Task details:
Show, from the entries below, every line in which "AssignmentStatus" appears.

Provided data:

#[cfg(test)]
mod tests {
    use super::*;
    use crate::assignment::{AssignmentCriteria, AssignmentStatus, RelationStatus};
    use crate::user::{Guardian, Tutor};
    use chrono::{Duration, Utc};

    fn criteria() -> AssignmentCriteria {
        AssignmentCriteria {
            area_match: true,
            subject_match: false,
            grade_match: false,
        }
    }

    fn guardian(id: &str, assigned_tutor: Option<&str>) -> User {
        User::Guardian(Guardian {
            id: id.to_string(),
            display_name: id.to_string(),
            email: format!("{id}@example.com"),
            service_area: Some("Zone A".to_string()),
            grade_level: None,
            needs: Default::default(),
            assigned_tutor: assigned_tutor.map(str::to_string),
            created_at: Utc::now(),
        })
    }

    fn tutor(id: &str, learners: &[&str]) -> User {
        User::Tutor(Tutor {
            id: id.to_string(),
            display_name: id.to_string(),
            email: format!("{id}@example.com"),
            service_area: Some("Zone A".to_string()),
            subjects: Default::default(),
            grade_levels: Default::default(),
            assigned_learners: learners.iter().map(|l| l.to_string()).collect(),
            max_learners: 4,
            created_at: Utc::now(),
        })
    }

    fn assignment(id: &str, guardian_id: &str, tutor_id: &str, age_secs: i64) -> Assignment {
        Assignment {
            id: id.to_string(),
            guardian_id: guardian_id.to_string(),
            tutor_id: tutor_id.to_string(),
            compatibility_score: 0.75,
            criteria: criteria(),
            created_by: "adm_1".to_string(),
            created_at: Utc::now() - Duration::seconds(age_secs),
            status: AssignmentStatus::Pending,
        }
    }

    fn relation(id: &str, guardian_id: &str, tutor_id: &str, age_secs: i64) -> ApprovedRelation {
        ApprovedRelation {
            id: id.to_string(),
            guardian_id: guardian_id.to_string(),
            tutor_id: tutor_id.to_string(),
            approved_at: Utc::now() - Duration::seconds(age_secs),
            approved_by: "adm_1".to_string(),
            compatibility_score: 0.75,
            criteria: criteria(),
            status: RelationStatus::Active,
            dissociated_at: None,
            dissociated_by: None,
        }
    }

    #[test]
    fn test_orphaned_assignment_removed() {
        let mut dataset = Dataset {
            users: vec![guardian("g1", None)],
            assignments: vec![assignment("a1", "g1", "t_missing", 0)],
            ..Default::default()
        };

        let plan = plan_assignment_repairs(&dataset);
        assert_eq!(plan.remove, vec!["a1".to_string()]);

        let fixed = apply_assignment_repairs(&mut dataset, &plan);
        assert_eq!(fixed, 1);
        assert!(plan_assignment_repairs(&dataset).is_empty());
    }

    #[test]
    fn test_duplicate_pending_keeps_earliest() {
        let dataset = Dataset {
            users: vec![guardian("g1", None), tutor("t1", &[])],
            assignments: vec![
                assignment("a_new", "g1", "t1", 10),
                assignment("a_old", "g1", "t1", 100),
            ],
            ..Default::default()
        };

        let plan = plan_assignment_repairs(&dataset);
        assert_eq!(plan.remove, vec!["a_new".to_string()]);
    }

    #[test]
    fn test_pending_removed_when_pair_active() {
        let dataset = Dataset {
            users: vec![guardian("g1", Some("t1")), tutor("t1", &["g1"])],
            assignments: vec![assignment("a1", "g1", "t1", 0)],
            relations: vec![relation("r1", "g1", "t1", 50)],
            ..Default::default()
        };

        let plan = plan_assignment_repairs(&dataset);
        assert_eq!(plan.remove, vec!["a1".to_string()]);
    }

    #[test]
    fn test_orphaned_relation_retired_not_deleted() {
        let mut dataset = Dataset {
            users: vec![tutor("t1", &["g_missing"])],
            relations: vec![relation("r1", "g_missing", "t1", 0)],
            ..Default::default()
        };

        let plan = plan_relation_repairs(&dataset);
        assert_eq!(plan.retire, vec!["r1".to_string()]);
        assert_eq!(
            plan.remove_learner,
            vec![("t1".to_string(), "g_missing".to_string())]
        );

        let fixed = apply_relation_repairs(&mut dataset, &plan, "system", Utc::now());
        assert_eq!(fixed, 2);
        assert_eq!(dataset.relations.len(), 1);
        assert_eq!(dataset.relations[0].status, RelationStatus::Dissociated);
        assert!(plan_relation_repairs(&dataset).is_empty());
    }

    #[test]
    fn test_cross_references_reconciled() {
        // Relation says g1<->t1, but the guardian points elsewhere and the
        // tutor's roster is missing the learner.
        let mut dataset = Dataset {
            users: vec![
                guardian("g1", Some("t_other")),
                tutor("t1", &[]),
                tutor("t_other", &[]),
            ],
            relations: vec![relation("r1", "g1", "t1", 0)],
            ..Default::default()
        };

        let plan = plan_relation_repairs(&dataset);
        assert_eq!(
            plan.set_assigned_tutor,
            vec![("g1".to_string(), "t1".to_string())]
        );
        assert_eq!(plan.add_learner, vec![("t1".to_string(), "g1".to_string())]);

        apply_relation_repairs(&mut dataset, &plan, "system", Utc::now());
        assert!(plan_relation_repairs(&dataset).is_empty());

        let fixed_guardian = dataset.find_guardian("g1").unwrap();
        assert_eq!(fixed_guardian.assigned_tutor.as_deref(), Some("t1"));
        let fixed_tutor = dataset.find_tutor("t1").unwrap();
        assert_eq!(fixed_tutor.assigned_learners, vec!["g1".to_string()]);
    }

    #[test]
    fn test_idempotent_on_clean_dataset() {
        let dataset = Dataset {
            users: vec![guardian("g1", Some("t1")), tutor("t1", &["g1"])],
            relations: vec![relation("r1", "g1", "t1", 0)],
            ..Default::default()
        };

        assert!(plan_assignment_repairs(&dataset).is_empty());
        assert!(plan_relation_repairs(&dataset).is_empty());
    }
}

...

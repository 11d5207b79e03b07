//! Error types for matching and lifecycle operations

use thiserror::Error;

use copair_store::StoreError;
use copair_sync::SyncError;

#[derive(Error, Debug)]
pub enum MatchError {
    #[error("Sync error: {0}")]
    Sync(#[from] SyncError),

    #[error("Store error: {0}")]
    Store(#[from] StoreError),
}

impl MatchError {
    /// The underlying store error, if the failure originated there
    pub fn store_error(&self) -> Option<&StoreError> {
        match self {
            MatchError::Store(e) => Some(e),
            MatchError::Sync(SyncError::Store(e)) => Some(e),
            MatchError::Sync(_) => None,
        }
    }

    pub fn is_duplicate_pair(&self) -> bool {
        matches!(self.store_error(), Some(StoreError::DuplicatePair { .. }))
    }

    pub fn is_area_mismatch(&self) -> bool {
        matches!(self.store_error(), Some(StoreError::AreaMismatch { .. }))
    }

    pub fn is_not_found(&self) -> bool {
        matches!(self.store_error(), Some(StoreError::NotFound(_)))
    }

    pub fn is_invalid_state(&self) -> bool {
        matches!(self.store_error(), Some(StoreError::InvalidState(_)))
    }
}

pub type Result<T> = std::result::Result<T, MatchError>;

* * *

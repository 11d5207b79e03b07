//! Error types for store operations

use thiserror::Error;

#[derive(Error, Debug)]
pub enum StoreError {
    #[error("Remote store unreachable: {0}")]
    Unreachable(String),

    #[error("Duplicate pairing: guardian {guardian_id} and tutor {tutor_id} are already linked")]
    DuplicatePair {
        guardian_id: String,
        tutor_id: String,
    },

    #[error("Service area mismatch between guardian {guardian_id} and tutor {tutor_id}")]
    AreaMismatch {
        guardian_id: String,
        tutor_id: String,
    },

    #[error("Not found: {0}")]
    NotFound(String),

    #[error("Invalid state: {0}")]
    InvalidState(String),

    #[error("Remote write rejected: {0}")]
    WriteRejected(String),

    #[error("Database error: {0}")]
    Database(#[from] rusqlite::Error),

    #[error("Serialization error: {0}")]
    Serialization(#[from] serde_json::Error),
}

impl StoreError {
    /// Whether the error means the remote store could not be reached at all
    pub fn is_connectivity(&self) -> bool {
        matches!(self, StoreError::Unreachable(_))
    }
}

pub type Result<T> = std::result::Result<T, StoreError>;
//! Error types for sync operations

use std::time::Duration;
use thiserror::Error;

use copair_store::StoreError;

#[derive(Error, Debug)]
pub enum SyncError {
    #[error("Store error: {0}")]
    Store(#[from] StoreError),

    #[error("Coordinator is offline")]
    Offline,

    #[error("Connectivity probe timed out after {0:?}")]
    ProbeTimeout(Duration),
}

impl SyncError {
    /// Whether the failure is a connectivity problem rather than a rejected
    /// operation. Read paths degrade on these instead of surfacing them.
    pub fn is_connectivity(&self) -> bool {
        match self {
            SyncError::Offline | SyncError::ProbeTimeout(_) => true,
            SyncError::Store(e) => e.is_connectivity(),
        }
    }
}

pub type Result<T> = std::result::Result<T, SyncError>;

Written reply:
    use crate::assignment::{AssignmentCriteria, AssignmentStatus, RelationStatus};
            status: AssignmentStatus::Pending,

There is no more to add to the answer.